━━ Material for this exercise

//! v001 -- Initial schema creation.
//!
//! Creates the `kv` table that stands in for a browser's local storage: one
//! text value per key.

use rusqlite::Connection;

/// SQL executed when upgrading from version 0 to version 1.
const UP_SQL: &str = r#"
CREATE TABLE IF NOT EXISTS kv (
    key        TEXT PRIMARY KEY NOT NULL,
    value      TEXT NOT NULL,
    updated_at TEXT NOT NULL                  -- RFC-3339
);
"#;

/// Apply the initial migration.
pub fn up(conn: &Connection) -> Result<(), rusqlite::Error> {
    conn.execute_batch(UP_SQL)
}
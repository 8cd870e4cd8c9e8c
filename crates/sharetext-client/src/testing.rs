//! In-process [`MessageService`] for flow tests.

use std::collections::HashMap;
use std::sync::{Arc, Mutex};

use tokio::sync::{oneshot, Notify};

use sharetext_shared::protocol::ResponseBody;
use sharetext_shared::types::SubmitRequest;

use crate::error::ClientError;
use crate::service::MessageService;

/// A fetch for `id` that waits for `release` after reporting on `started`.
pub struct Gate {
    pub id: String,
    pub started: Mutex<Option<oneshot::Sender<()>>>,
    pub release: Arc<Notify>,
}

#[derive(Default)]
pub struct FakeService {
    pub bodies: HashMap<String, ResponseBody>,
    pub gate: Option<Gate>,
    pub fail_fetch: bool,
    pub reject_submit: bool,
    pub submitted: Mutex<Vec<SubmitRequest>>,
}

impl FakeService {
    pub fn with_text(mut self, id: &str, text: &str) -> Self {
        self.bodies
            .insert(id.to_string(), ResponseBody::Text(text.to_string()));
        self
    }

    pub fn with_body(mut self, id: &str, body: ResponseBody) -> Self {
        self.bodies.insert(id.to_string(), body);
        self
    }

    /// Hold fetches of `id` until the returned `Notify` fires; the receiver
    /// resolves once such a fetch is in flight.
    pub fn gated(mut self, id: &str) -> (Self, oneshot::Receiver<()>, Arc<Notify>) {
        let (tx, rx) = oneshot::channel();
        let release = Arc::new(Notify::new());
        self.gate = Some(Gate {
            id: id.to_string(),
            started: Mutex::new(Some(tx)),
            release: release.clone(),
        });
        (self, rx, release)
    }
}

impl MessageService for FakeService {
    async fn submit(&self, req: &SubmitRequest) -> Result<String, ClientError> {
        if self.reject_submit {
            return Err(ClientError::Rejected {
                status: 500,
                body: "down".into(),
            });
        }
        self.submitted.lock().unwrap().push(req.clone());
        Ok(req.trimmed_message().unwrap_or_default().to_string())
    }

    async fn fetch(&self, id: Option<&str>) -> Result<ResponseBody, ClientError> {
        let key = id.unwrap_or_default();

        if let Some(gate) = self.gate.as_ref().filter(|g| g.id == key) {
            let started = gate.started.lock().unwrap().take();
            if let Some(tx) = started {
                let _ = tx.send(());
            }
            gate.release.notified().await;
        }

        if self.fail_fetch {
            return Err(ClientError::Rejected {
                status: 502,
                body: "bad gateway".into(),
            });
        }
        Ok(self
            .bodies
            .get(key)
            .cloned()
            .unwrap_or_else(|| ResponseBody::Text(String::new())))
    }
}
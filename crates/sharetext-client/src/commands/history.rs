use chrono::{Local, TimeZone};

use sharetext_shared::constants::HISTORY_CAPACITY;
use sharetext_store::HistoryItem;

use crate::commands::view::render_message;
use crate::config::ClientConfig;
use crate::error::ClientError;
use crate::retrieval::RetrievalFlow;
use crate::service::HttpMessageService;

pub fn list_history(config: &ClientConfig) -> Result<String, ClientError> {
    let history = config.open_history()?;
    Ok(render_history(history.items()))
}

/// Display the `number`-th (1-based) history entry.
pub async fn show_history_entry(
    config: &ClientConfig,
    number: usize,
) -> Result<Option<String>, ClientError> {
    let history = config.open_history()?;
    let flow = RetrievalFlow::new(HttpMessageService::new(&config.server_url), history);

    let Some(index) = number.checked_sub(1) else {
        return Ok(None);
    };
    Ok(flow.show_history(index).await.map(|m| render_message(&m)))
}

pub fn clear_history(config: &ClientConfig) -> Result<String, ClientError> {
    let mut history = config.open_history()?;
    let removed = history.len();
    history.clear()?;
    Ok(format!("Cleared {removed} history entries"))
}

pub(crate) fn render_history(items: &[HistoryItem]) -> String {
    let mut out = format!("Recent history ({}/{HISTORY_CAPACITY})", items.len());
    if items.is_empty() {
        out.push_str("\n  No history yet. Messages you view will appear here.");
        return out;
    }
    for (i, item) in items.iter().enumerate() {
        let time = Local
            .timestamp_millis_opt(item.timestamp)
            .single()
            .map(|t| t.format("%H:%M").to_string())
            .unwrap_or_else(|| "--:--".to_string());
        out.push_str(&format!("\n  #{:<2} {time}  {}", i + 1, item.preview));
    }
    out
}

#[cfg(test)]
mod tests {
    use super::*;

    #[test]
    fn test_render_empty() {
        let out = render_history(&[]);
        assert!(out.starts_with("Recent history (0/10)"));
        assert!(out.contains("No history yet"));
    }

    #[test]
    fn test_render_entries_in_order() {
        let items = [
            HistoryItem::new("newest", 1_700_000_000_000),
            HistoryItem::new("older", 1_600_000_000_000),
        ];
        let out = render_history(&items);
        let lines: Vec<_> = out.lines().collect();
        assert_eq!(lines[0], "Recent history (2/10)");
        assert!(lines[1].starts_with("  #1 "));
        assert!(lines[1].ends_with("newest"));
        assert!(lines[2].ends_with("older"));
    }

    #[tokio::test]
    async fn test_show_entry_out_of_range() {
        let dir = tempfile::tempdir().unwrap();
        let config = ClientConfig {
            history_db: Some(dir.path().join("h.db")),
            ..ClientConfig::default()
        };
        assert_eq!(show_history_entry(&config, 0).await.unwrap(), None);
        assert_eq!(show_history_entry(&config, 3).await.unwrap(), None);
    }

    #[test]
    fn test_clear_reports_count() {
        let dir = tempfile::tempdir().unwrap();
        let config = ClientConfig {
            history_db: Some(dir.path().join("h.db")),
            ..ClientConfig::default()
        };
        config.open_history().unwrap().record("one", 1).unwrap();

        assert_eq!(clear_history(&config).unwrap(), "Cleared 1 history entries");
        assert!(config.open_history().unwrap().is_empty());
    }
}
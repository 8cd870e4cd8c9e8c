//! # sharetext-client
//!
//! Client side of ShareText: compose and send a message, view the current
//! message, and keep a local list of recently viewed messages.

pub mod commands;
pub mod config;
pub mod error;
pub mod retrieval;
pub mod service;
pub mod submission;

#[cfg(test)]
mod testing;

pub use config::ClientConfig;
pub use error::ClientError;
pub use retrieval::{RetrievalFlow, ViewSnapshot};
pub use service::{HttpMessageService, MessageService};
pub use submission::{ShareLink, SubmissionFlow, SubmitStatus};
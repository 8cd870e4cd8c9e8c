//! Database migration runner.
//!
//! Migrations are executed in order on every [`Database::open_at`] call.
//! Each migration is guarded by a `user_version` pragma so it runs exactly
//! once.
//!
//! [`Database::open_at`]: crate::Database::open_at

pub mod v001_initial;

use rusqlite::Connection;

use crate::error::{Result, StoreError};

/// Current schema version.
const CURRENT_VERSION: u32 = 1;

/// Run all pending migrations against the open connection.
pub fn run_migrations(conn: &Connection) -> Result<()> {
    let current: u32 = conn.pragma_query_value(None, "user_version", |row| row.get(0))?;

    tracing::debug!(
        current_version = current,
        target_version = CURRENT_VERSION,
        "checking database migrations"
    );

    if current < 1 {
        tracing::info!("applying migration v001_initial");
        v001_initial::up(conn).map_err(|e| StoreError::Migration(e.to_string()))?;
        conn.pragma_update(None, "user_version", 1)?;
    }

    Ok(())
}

━━━━

Repeat only what runs from the line holding "pub mod v001_initial;" to the end of the data, keeping every line exactly as written, first and last included.

- Response to this task -
pub mod v001_initial;

use rusqlite::Connection;

use crate::error::{Result, StoreError};

/// Current schema version.
const CURRENT_VERSION: u32 = 1;

/// Run all pending migrations against the open connection.
pub fn run_migrations(conn: &Connection) -> Result<()> {
    let current: u32 = conn.pragma_query_value(None, "user_version", |row| row.get(0))?;

    tracing::debug!(
        current_version = current,
        target_version = CURRENT_VERSION,
        "checking database migrations"
    );

    if current < 1 {
        tracing::info!("applying migration v001_initial");
        v001_initial::up(conn).map_err(|e| StoreError::Migration(e.to_string()))?;
        conn.pragma_update(None, "user_version", 1)?;
    }

    Ok(())
}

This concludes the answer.